Most of my market mistakes are/were relatively harmless but one time I got way ahead of my skis and it cost me very bigly. On the other hand, my mother had inherited a modest portfolio from her father and I saw what “professional” management was (not) doing … besides collecting their fees. So I bit the bullet and decided to learn this game.

The supposed professionals make mistakes as well; I’d rather cuss myself out for a mistake than some person I’m paying to not make mistakes. I can lose my own money without having to pay someone a fee for the privilege.

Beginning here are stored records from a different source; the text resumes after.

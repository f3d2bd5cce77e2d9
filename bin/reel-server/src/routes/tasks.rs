//! Task status lookup.

use std::sync::Arc;

use axum::extract::{Path, State};
use axum::routing::get;
use axum::{Json, Router};
use reel_core::{JobKind, Task, TaskStatus, TaskStore};
use utoipa::OpenApi;

use crate::error::ServerError;
use crate::schemas::ErrorResponse;
use crate::state::AppState;

#[derive(OpenApi)]
#[openapi(
    paths(get_status),
    components(schemas(Task, TaskStatus, JobKind, ErrorResponse)),
)]
pub struct TasksApi;

pub fn router() -> Router<Arc<AppState>> {
    Router::new().route("/status/{task_id}", get(get_status))
}

/// Full task record, as last persisted by the runner.
#[utoipa::path(
    get,
    path = "/status/{task_id}",
    tag = "tasks",
    params(("task_id" = String, Path, description = "Task identifier")),
    security(("api_key" = [])),
    responses(
        (status = 200, description = "Task record", body = Task),
        (status = 401, description = "Invalid or missing API key", body = ErrorResponse),
        (status = 404, description = "Unknown task", body = ErrorResponse),
    )
)]
pub async fn get_status(
    State(state): State<Arc<AppState>>,
    Path(task_id): Path<String>,
) -> Result<Json<Task>, ServerError> {
    state
        .store
        .get_task(&task_id)
        .await?
        .map(Json)
        .ok_or_else(|| ServerError::NotFound("Task not found".into()))
}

So I spent the money for the education, learned what I needed to, and play the game alongside some big boys. Someone with a portfolio margin account plays a far different game even if we make identical trades. But it’s like everyone having Thanksgiving dinner – we all eat together but I sit at the kiddie’s table.

azlibertarian
azlibertarian
1 month ago
Reply to  DT

A poker story from years ago….

I’ve got a buddy….Tom….who is a big cheese at an insurance company. The guys in our group were each hosting a night of poker every now and then. No big money….we bought in for $20 each. This all happened at Tom’s house when it was his turn to host.

Most of us were playing “college poker”. Not just Stud or 5 Card Draw, but stupid games that a college guy might think up.

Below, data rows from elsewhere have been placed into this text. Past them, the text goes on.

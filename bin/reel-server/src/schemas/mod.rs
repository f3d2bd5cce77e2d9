pub mod job;

use serde::{Deserialize, Serialize};
use utoipa::ToSchema;

/// Body of every non-2xx JSON response.
#[derive(Debug, Clone, Serialize, Deserialize, ToSchema)]
pub struct ErrorResponse {
    pub error: String,
}
//! HTTP middleware stack: API key check and per-request trace ids.

pub mod auth;
pub mod trace;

So after a couple of hours of poker and moderate levels of libations, when it came to his turn to deal, one of the fella’s announced a really stupid game…..it was something like “5 Card Draw with Jacks and Red Twos wild”.

I’ll never forget this moment: One of Tom’s work friends sat and thought for a moment and then said, “That game will never work. With this many guys at the table, the conditional probability of us running out of cards is too high.”

Mmyeah, half liquored up, Tom’s friend….a friggin’ actuary, as it turned out….was doing math in his head that I only barely remember from college.

I immediately folded my hand.

These are the same guys who are chewing up Wall Street.

jd
jd
1 month ago

Love your title and agree with all of it. You are generous with your investing dissertation and despite being over my head and wallet, it’s appreciated.

Personally, I don’t know how anyone can stay sane in these skewed times without
Faith in our Creator and His Son. Today happens to be the anniversary of the miraculous appearance of The Mother of God to a French teenager in Lourdes, France.There are plenty of other miracles connected to that one but the most interesting one for skeptics is Our
Lady of Guadalupe. Read about the scientific studies done on the pancho-like garment worn by the lucky man who had the experience. God’s blessings to all of you.

The Inukshuk
The Inukshuk
1 month ago

This is, apparently only the third kidnapping in US history. The last one, of course, was Patty Hearst and the one before that, the Lindbergh baby. Don’t be so negative, we only get these kidnapping things once a generation.